Things swiftly fell to chaos. Coming up swiftly behind Datatello, Kriv summoned fire and hurled it at the oncoming monstrosities. Either unprepared or unconcerned, the dwarves seemed to simply walk into the new flames. Bakaryu sprinted forward, first to ensure that neither Datatello nor Erikuhl were similarly engulfed in flame, and to open her maw and breathe a rolling ball of energy onto their attackers.

Datatello had retrieved his juggling balls, spinning them through the air; they gained momentum, as his companions attacked, and when he knew they were clear, he made his attacks, “You guys shouldn’t play with fire! You could get hurt that way!”

One of the weighted spheres flew directly at the dwarf closest to him, knocking into its head. It turned to stare quietly at him, and the half-orc moved closer to attack, punching him in his jaw. The dwarf had no reaction, but there was a definite sting in his own hand.

Trailblazer, astride Cloudy, came up behind the party. She took aim with her bow, the goat’s added height making it possible for her to use her longbow. The arrow shot out, whistling through the air to bury itself in the eye of the dwarf Datatello had just angered.  In the time that it flew, she drew another arrow. Before it cleared Cloudy’s head, the goat twisted and caught the arrow, chewing on the wood thoughtfully. Trailblazer stared at her, feeling betrayed.

Arrow still in its eye, the dwarf still stared at Datatello, its hand starting to shudder, opening and closing with a strange regularity, as if on a spring. The dwarf behind it, prone, lifted back to standing, like a fulcrum. Once straight again, he reached behind, drawing a battle-ax from its back. The axe grew, extending both the handle and its blades – blades that started to spin wildly.

The dwarf took a step and swung the spiraling blade at Datatello, slashing into the half-orc hard enough that the monk stepped back, inadvertently dodging the second blow.

The third dwarf standing near Bakaryu held up his arm, his hand popping down, as if on a hinge, and a circular blade came out, spinning menacingly. Before he lunged, he turned, seeing Trailblazer. He turned and started toward her.

Kriv’s eyes narrowed, seeing the change in direction, and lashed out, a blast of electricity arcing through the air toward their attackers. All but the potential leader, wielding the battle-ax, seized suddenly, then fell unceremoniously to the ground.

The leader turned toward his attacker and began stalking toward Trailblazer, a well. Bakaryu acted immediately, stepping in front of him and driving forward with her sword. The dwarf looked at the sword, taking a step forward, still staring at Trailblazer.

Another step.

And he fell slack on the blade.

The team looked around, Bakaryu looking over at her dwarf companion, who was muttering about nightmares, “Maybe you should wear a disguise or something.”
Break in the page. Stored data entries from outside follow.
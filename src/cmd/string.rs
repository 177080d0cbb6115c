//! `GET`, `SET`, `APPEND`, `STRLEN`, `GETDEL`, `GETRANGE`, the
//! `INCR`/`DECR` family, and `MGET`/`MSET`/`MSETNX`.

use bytes::Bytes;

use crate::db::{Ctx, Instance, ObjType, Object, Reply};
use crate::resp::Piece;

use super::{not_integer, wrong_args, wrongtype};

pub fn register(inst: &mut Instance) {
    inst.register("get", get);
    inst.register("set", set);
    inst.register("append", append);
    inst.register("strlen", strlen);
    inst.register("getdel", getdel);
    inst.register("getrange", getrange);
    inst.register("incr", incr);
    inst.register("decr", decr);
    inst.register("incrby", incrby);
    inst.register("decrby", decrby);
    inst.register("mget", mget);
    inst.register("mset", mset);
    inst.register("msetnx", msetnx);
}

fn get(inst: &mut Instance, _ctx: &mut Ctx, args: &[Bytes]) -> Reply {
    if args.len() != 1 {
        return wrong_args("get");
    }
    let db = inst.current_db();
    match db.get(&args[0]) {
        None => Reply::new(Piece::nil()),
        Some(obj) if obj.obj_type() != ObjType::String => wrongtype(),
        Some(obj) => Reply::new(Piece::bulk(obj.string_bytes())),
    }
}

fn set(inst: &mut Instance, _ctx: &mut Ctx, args: &[Bytes]) -> Reply {
    if args.len() != 2 {
        return wrong_args("set");
    }
    let db = inst.current_db();
    db.set(args[0].clone(), Object::new_string(args[1].clone()));
    Reply::new(Piece::ok())
}

fn append(inst: &mut Instance, _ctx: &mut Ctx, args: &[Bytes]) -> Reply {
    if args.len() != 2 {
        return wrong_args("append");
    }
    let db = inst.current_db();
    match db.get_mut(&args[0]) {
        None => {
            db.set(args[0].clone(), Object::new_string(args[1].clone()));
            Reply::new(Piece::Integer(args[1].len() as i64))
        }
        Some(obj) if obj.obj_type() != ObjType::String => wrongtype(),
        Some(obj) => {
            let mut combined = Vec::with_capacity(obj.string_bytes().len() + args[1].len());
            combined.extend_from_slice(&obj.string_bytes());
            combined.extend_from_slice(&args[1]);
            let len = combined.len();
            obj.set_string(Bytes::from(combined));
            Reply::new(Piece::Integer(len as i64))
        }
    }
}

fn strlen(inst: &mut Instance, _ctx: &mut Ctx, args: &[Bytes]) -> Reply {
    if args.len() != 1 {
        return wrong_args("strlen");
    }
    let db = inst.current_db();
    match db.get(&args[0]) {
        None => Reply::new(Piece::Integer(0)),
        Some(obj) if obj.obj_type() != ObjType::String => wrongtype(),
        Some(obj) => Reply::new(Piece::Integer(obj.string_bytes().len() as i64)),
    }
}

fn getdel(inst: &mut Instance, _ctx: &mut Ctx, args: &[Bytes]) -> Reply {
    if args.len() != 1 {
        return wrong_args("getdel");
    }
    let db = inst.current_db();
    match db.get(&args[0]) {
        None => Reply::new(Piece::nil()),
        Some(obj) if obj.obj_type() != ObjType::String => wrongtype(),
        Some(obj) => {
            let value = obj.string_bytes();
            db.remove(&args[0]);
            Reply::new(Piece::bulk(value))
        }
    }
}

fn getrange(inst: &mut Instance, _ctx: &mut Ctx, args: &[Bytes]) -> Reply {
    if args.len() != 3 {
        return wrong_args("getrange");
    }
    let (start, end) = match (super::parse_i64(&args[1]), super::parse_i64(&args[2])) {
        (Some(s), Some(e)) => (s, e),
        _ => return not_integer(),
    };
    let db = inst.current_db();
    let value = match db.get(&args[0]) {
        None => return Reply::new(Piece::bulk(Bytes::new())),
        Some(obj) if obj.obj_type() != ObjType::String => return wrongtype(),
        Some(obj) => obj.string_bytes(),
    };
    Reply::new(Piece::bulk(slice_range(&value, start, end)))
}

/// Resolve Redis-style (possibly negative, inclusive) `start`/`end` indices
/// against `value`'s length and return the selected byte range.
fn slice_range(value: &Bytes, start: i64, end: i64) -> Bytes {
    let len = value.len() as i64;
    if len == 0 {
        return Bytes::new();
    }
    let norm = |i: i64| -> i64 {
        if i < 0 {
            (len + i).max(0)
        } else {
            i
        }
    };
    let start = norm(start).min(len - 1);
    let end = norm(end).min(len - 1);
    if start > end || start >= len {
        return Bytes::new();
    }
    value.slice((start as usize)..(end as usize + 1))
}

fn incr_by(inst: &mut Instance, args: &[Bytes], cmd: &str, delta: i64) -> Reply {
    if args.len() != 1 {
        return wrong_args(cmd);
    }
    let db = inst.current_db();
    let current = match db.get(&args[0]) {
        None => 0i64,
        Some(obj) if obj.obj_type() != ObjType::String => return wrongtype(),
        Some(obj) => match super::parse_i64(&obj.string_bytes()) {
            Some(n) => n,
            None => return not_integer(),
        },
    };
    let next = match current.checked_add(delta) {
        Some(n) => n,
        None => {
            return Reply::new(Piece::error(
                "increment or decrement would overflow",
            ))
        }
    };
    db.set(args[0].clone(), Object::new_string(Bytes::from(next.to_string())));
    Reply::new(Piece::Integer(next))
}

fn incr(inst: &mut Instance, _ctx: &mut Ctx, args: &[Bytes]) -> Reply {
    incr_by(inst, args, "incr", 1)
}

fn decr(inst: &mut Instance, _ctx: &mut Ctx, args: &[Bytes]) -> Reply {
    incr_by(inst, args, "decr", -1)
}

fn incrby(inst: &mut Instance, _ctx: &mut Ctx, args: &[Bytes]) -> Reply {
    if args.len() != 2 {
        return wrong_args("incrby");
    }
    let delta = match super::parse_i64(&args[1]) {
        Some(n) => n,
        None => return not_integer(),
    };
    incr_by(inst, &args[..1], "incrby", delta)
}

fn decrby(inst: &mut Instance, _ctx: &mut Ctx, args: &[Bytes]) -> Reply {
    if args.len() != 2 {
        return wrong_args("decrby");
    }
    let delta = match super::parse_i64(&args[1]) {
        Some(n) => n,
        None => return not_integer(),
    };
    let delta = match delta.checked_neg() {
        Some(n) => n,
        None => return Reply::new(Piece::error("increment or decrement would overflow")),
    };
    incr_by(inst, &args[..1], "decrby", delta)
}

fn mget(inst: &mut Instance, _ctx: &mut Ctx, args: &[Bytes]) -> Reply {
    if args.is_empty() {
        return wrong_args("mget");
    }
    let db = inst.current_db();
    let pieces = args
        .iter()
        .map(|key| match db.get(key) {
            Some(obj) if obj.obj_type() == ObjType::String => Piece::bulk(obj.string_bytes()),
            _ => Piece::nil(),
        })
        .collect();
    Reply::new(Piece::Array(pieces))
}

fn mset(inst: &mut Instance, _ctx: &mut Ctx, args: &[Bytes]) -> Reply {
    if args.is_empty() || args.len() % 2 != 0 {
        return wrong_args("mset");
    }
    let db = inst.current_db();
    for pair in args.chunks_exact(2) {
        db.set(pair[0].clone(), Object::new_string(pair[1].clone()));
    }
    Reply::new(Piece::ok())
}

fn msetnx(inst: &mut Instance, _ctx: &mut Ctx, args: &[Bytes]) -> Reply {
    if args.is_empty() || args.len() % 2 != 0 {
        return wrong_args("msetnx");
    }
    let db = inst.current_db();
    let any_exists = args.chunks_exact(2).any(|pair| db.contains(&pair[0]));
    if any_exists {
        return Reply::new(Piece::Integer(0));
    }
    for pair in args.chunks_exact(2) {
        db.set(pair[0].clone(), Object::new_string(pair[1].clone()));
    }
    Reply::new(Piece::Integer(1))
}

#[cfg(test)]
mod tests {
    use super::*;

    fn ctx(name: &mut Option<Bytes>) -> Ctx<'_> {
        Ctx {
            session_id: 1,
            client_name: name,
        }
    }

    #[test]
    fn set_then_get_round_trips_arbitrary_bytes() {
        let mut inst = Instance::new(1);
        let mut name = None;
        set(&mut inst, &mut ctx(&mut name), &[Bytes::from_static(b"k"), Bytes::from_static(b"\x00hi\xff")]);
        let reply = get(&mut inst, &mut ctx(&mut name), &[Bytes::from_static(b"k")]);
        assert_eq!(reply.piece, Piece::bulk(Bytes::from_static(b"\x00hi\xff")));
    }

    #[test]
    fn incr_after_set_string_digit_yields_textual_result() {
        let mut inst = Instance::new(1);
        let mut name = None;
        set(&mut inst, &mut ctx(&mut name), &[Bytes::from_static(b"k"), Bytes::from_static(b"3")]);
        incr(&mut inst, &mut ctx(&mut name), &[Bytes::from_static(b"k")]);
        let reply = get(&mut inst, &mut ctx(&mut name), &[Bytes::from_static(b"k")]);
        assert_eq!(reply.piece, Piece::bulk(Bytes::from_static(b"4")));
    }

    #[test]
    fn append_switches_encoding_from_int_to_raw() {
        let mut inst = Instance::new(1);
        let mut name = None;
        set(&mut inst, &mut ctx(&mut name), &[Bytes::from_static(b"k"), Bytes::from_static(b"42")]);
        append(&mut inst, &mut ctx(&mut name), &[Bytes::from_static(b"k"), Bytes::from_static(b"x")]);
        let db = inst.current_db();
        assert_eq!(db.get(b"k").unwrap().encoding().name(), "raw");
        assert_eq!(db.get(b"k").unwrap().string_bytes(), Bytes::from_static(b"42x"));
    }

    #[test]
    fn mset_then_mget_reports_nil_for_missing_key() {
        let mut inst = Instance::new(1);
        let mut name = None;
        mset(
            &mut inst,
            &mut ctx(&mut name),
            &[Bytes::from_static(b"a"), Bytes::from_static(b"1"), Bytes::from_static(b"b"), Bytes::from_static(b"2")],
        );
        let reply = mget(
            &mut inst,
            &mut ctx(&mut name),
            &[Bytes::from_static(b"a"), Bytes::from_static(b"b"), Bytes::from_static(b"c")],
        );
        assert_eq!(
            reply.piece,
            Piece::Array(vec![
                Piece::bulk(Bytes::from_static(b"1")),
                Piece::bulk(Bytes::from_static(b"2")),
                Piece::nil(),
            ])
        );
    }

    #[test]
    fn msetnx_does_nothing_if_any_key_already_exists() {
        let mut inst = Instance::new(1);
        let mut name = None;
        set(&mut inst, &mut ctx(&mut name), &[Bytes::from_static(b"a"), Bytes::from_static(b"x")]);
        let reply = msetnx(
            &mut inst,
            &mut ctx(&mut name),
            &[Bytes::from_static(b"a"), Bytes::from_static(b"1"), Bytes::from_static(b"b"), Bytes::from_static(b"2")],
        );
        assert_eq!(reply.piece, Piece::Integer(0));
        assert!(inst.current_db().get(b"b").is_none());
    }

    #[test]
    fn getrange_supports_negative_indices() {
        let mut inst = Instance::new(1);
        let mut name = None;
        set(&mut inst, &mut ctx(&mut name), &[Bytes::from_static(b"k"), Bytes::from_static(b"hello world")]);
        let reply = getrange(
            &mut inst,
            &mut ctx(&mut name),
            &[Bytes::from_static(b"k"), Bytes::from_static(b"-5"), Bytes::from_static(b"-1")],
        );
        assert_eq!(reply.piece, Piece::bulk(Bytes::from_static(b"world")));
    }
}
“So Ryu, ask me if I have anything that would work as a disguise for Trailblazer.”

Datatello grinned, “This is a joke he’s been telling lately. I don’t really get it, but it is pretty funny.”

The paladin smiled, “Ok. Kriv, do you have something that we could use as a disguise for Brunhilde?”

Kriv reached into his cloak, digging around a bit, before pulling out a large cloak. It was clearly too large for the dwarf, but it would most certainly hide her from view. He handed it over, “Try this on. If it’s too long, maybe Cloudy will hem it up for you.”

Datatello watched all of it joyfully, “I don’t know what you’re paying for your magic classes, but it’s worth it.”

The others looked at him, but he went peacefully into a meditation. He twirled then brought his quarterstaff down, shouting his holy cry, feeling his body start to heal.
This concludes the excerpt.